- [Exercise aim]: Return, word for word, only the lines of the data below that lie between the line with "mod telemetry;" and the line with "the crate docs.", those two lines included.
^^^^^^^^
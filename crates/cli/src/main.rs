//! buildhook CLI entry point.
//!
//! This binary is the composition root. Responsibilities:
//!
//! 1. **Parse configuration**: load `buildhook.toml` (or `--config`), fold in
//!    flags and `BUILDHOOK_*` variables, and validate the result.
//! 2. **Wire observability**: configure `tracing-subscriber` (text or JSON) and,
//!    when `--otlp-endpoint` is given, an OpenTelemetry OTLP exporter.
//! 3. **Construct infrastructure**: build the [`jenkins::JenkinsClient`] and
//!    inject it into a [`monitor::TriggerMonitor`].
//! 4. **Report**: narrate progress on stdout and map the outcome to the exit
//!    status.
//!
//! ## Exit status
//!
//! | Code | Meaning |
//! |------|---------|
//! | 0 | The build was triggered and monitored to an outcome (any outcome) |
//! | 1 | The trigger call failed |
//! | 2 | Invalid configuration or another setup error |

mod config;
mod console;
mod telemetry;

use std::path::PathBuf;
use std::process::ExitCode;
use std::sync::Arc;

use anyhow::Context as _;
use clap::{Parser, Subcommand};
use jenkins::JenkinsClient;
use monitor::TriggerMonitor;
use pipeline::{Timestamp, TriggerOutcome};
use tracing::{debug, error, info};

use crate::config::{EventOverrides, FileConfig, JobOverrides};

#[derive(Debug, Parser)]
#[command(name = "buildhook")]
#[command(version, about = "Trigger a CI job for a push event and follow it to completion")]
struct Cli {
    /// Configuration file (defaults to ./buildhook.toml when present)
    #[arg(long, global = true, value_name = "FILE")]
    config: Option<PathBuf>,

    /// Enable debug logging
    #[arg(short, long, global = true)]
    verbose: bool,

    /// Emit JSON-formatted log lines
    #[arg(long, global = true)]
    json: bool,

    /// Export spans to this OTLP/gRPC collector
    #[arg(long, global = true, env = "BUILDHOOK_OTLP_ENDPOINT", value_name = "URL")]
    otlp_endpoint: Option<String>,

    #[command(subcommand)]
    command: Command,
}

#[derive(Debug, Subcommand)]
enum Command {
    /// Build a push event, trigger the job, and poll it until it finishes
    Run {
        #[command(flatten)]
        job: JobOverrides,
        #[command(flatten)]
        event: EventOverrides,
    },
    /// Print the push event payload as JSON
    Event {
        #[command(flatten)]
        event: EventOverrides,
    },
}

/// Process exit status, see the table in the crate docs.
#[derive(Debug, Clone, Copy, PartialEq, Eq)]
enum ExitStatus {
    /// The run reached an outcome, or there was nothing to run.
    Completed,
    /// The trigger call failed; no build was monitored.
    TriggerFailed,
    /// Configuration or setup failed before anything was sent.
    SetupFailed,
}

impl ExitStatus {
    fn for_outcome(outcome: &TriggerOutcome) -> Self {
        if outcome.was_triggered() {
            Self::Completed
        } else {
            Self::TriggerFailed
        }
    }

    /// Reports a setup error and maps it to [`ExitStatus::SetupFailed`].
    fn from_result(result: anyhow::Result<Self>) -> Self {
        result.unwrap_or_else(|e| {
            error!(error = ?e, "buildhook failed");
            eprintln!("error: {e:#}");
            Self::SetupFailed
        })
    }

    fn code(self) -> u8 {
        match self {
            Self::Completed => 0,
            Self::TriggerFailed => 1,
            Self::SetupFailed => 2,
        }
    }
}

impl From<ExitStatus> for ExitCode {
    fn from(status: ExitStatus) -> Self {
        ExitCode::from(status.code())
    }
}

#[tokio::main]
async fn main() -> ExitCode {
    let cli = Cli::parse();

    let _telemetry = match telemetry::init(cli.json, cli.verbose, cli.otlp_endpoint.as_deref()) {
        Ok(guard) => guard,
        Err(e) => return ExitStatus::from_result(Err(e)).into(),
    };

    ExitStatus::from_result(execute(cli).await).into()
}

async fn execute(cli: Cli) -> anyhow::Result<ExitStatus> {
    let mut file = FileConfig::load(cli.config.as_deref())?;

    match cli.command {
        Command::Event { event } => {
            file.apply_event_overrides(&event);
            let payload = file.event_template()?.build(Timestamp::now());
            println!("{}", payload.to_json_pretty().context("failed to serialise event")?);
            Ok(ExitStatus::Completed)
        }
        Command::Run { job, event } => {
            file.apply_job_overrides(&job);
            file.apply_event_overrides(&event);
            run(file).await
        }
    }
}

async fn run(file: FileConfig) -> anyhow::Result<ExitStatus> {
    let config = file.into_run_config()?;
    info!(
        job = %config.endpoint,
        user = %config.credentials.username,
        max_attempts = config.settings.max_attempts,
        max_wait_ms = config.settings.total_sleep_budget().as_millis() as u64,
        "configuration loaded"
    );

    let event = config.event.build(Timestamp::now());
    console::print_event(&event);

    let client = JenkinsClient::with_timeout(
        config.endpoint.clone(),
        config.credentials,
        config.request_timeout,
    )?;
    debug!(timeout_ms = client.timeout().as_millis() as u64, "job client ready");
    let monitor = TriggerMonitor::new(client, config.settings)
        .with_observer(Arc::new(console::ConsoleNarrator));

    let report = monitor.run(&event).await;
    console::print_report(&report, &config.endpoint);

    Ok(ExitStatus::for_outcome(&report.outcome))
}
^^^^^^^^
- [Exercise response]:
mod telemetry;

use std::path::PathBuf;
use std::process::ExitCode;
use std::sync::Arc;

use anyhow::Context as _;
use clap::{Parser, Subcommand};
use jenkins::JenkinsClient;
use monitor::TriggerMonitor;
use pipeline::{Timestamp, TriggerOutcome};
use tracing::{debug, error, info};

use crate::config::{EventOverrides, FileConfig, JobOverrides};

#[derive(Debug, Parser)]
#[command(name = "buildhook")]
#[command(version, about = "Trigger a CI job for a push event and follow it to completion")]
struct Cli {
    /// Configuration file (defaults to ./buildhook.toml when present)
    #[arg(long, global = true, value_name = "FILE")]
    config: Option<PathBuf>,

    /// Enable debug logging
    #[arg(short, long, global = true)]
    verbose: bool,

    /// Emit JSON-formatted log lines
    #[arg(long, global = true)]
    json: bool,

    /// Export spans to this OTLP/gRPC collector
    #[arg(long, global = true, env = "BUILDHOOK_OTLP_ENDPOINT", value_name = "URL")]
    otlp_endpoint: Option<String>,

    #[command(subcommand)]
    command: Command,
}

#[derive(Debug, Subcommand)]
enum Command {
    /// Build a push event, trigger the job, and poll it until it finishes
    Run {
        #[command(flatten)]
        job: JobOverrides,
        #[command(flatten)]
        event: EventOverrides,
    },
    /// Print the push event payload as JSON
    Event {
        #[command(flatten)]
        event: EventOverrides,
    },
}

/// Process exit status, see the table in the crate docs.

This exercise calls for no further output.